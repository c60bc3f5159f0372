//! Task-local dynamic variables.
//!
//! A [`DynVar`] holds one value per task: code reading it sees whatever the
//! calling task last wrote, or a default shared by all tasks. Values live in a
//! process-wide [`Registry`] keyed by task id and variable id. Task ids come
//! from a pluggable [`TaskIdentity`] provider.
//!
//! Nothing reclaims a task's entry when the task ends. Start tasks through the
//! spawn wrappers ([`spawn`], [`spawn_thread`], [`InheritingJoinSet`], ...) and
//! they copy the caller's store into the child and delete the child's entry
//! when it finishes. Use [`run_with_overrides`] or [`scope`] for scoped writes
//! on the current task, and the tokens in [`token`] for manual save/restore.

pub mod config;
mod error;
pub mod identity;
mod join_set;
pub mod registry;
mod scope;
mod spawn;
pub mod token;
mod var;

pub use config::{Config, init};
pub use error::{BoxError, Error, Result};
pub use identity::{IdentitySource, TaskIdentity, current_task_id};
pub use join_set::InheritingJoinSet;
pub use registry::{Registry, RegistrySnapshot, registry};
pub use scope::{run_with_overrides, scope};
pub use spawn::{spawn, spawn_blocking, spawn_isolated, spawn_named_thread, spawn_thread, spawn_with_snapshot};
pub use token::{Override, Overrides, Restore, RestoreAll, Snapshot, apply_and_capture_restore, snapshot};
pub use var::{DynVar, VarId};

#[cfg(test)]
use rstest as _;
#[cfg(test)]
use serial_test as _;
#[cfg(test)]
use tracing_subscriber as _;
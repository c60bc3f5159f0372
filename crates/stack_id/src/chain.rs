use std::hint::black_box;

/// Maximum number of digit frames one identifier can occupy.
pub(crate) const MAX_DIGITS: usize = (u64::BITS / 4) as usize;

/// One frame of the encoding chain.
pub(crate) type Frame = for<'a, 'b> fn(&'a mut Chain<'b>);

/// Digit frames indexed by nibble value.
pub(crate) const DIGITS: [Frame; 16] = [
	digit::<0x0>,
	digit::<0x1>,
	digit::<0x2>,
	digit::<0x3>,
	digit::<0x4>,
	digit::<0x5>,
	digit::<0x6>,
	digit::<0x7>,
	digit::<0x8>,
	digit::<0x9>,
	digit::<0xA>,
	digit::<0xB>,
	digit::<0xC>,
	digit::<0xD>,
	digit::<0xE>,
	digit::<0xF>,
];

/// Remaining digits of an identifier being pushed onto the stack.
pub(crate) struct Chain<'a> {
	digits: [u8; MAX_DIGITS],
	len: usize,
	next: usize,
	body: &'a mut dyn FnMut(),
}

impl<'a> Chain<'a> {
	fn new(id: u64, body: &'a mut dyn FnMut()) -> Self {
		let len = nibble_count(id);
		let mut digits = [0u8; MAX_DIGITS];
		for (i, slot) in digits[..len].iter_mut().enumerate() {
			let shift = (len - 1 - i) * 4;
			*slot = ((id >> shift) & 0xF) as u8;
		}
		Self { digits, len, next: 0, body }
	}
}

/// Number of significant hexadecimal digits in `id`; zero for `0`.
pub(crate) fn nibble_count(id: u64) -> usize {
	(u64::BITS - id.leading_zeros()).div_ceil(4) as usize
}

// Expanded in place rather than called so no helper frame sits between two
// digits of the chain.
macro_rules! descend {
	($chain:expr) => {{
		let chain: &mut Chain<'_> = $chain;
		if chain.next < chain.len {
			let digit = chain.digits[chain.next];
			chain.next += 1;
			DIGITS[usize::from(digit)](chain);
		} else {
			(chain.body)();
		}
	}};
}

/// Outermost frame of every encoding. The decoder stops here.
#[inline(never)]
pub(crate) fn sentinel(chain: &mut Chain<'_>) {
	descend!(chain);
	// Keeps the call above out of tail position.
	black_box(chain.len);
}

#[inline(never)]
fn digit<const D: u8>(chain: &mut Chain<'_>) {
	black_box(D);
	descend!(chain);
	black_box(D);
}

/// Runs `f` with `id` encoded on the call stack.
///
/// Code running inside `f` (on the same thread, without an intervening
/// encoding) observes `id` through [`current`](crate::current).
pub fn with_id<R>(id: u64, f: impl FnOnce() -> R) -> R {
	let mut f = Some(f);
	let mut out = None;
	let mut body = || {
		if let Some(f) = f.take() {
			out = Some(f());
		}
	};
	sentinel(&mut Chain::new(id, &mut body));
	match out {
		Some(out) => out,
		None => unreachable!("stack chain returned without running its body"),
	}
}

◇ ◇ ◇ ◇ ◇ ◇ ◇

**TASK PROMPT:** Please copy nothing but the lines from the one that holds "without an intervening" through the last line of the material above, exactly as written.

**ANSWER BELOW:**
/// Code running inside `f` (on the same thread, without an intervening
/// encoding) observes `id` through [`current`](crate::current).
pub fn with_id<R>(id: u64, f: impl FnOnce() -> R) -> R {
	let mut f = Some(f);
	let mut out = None;
	let mut body = || {
		if let Some(f) = f.take() {
			out = Some(f());
		}
	};
	sentinel(&mut Chain::new(id, &mut body));
	match out {
		Some(out) => out,
		None => unreachable!("stack chain returned without running its body"),
	}
}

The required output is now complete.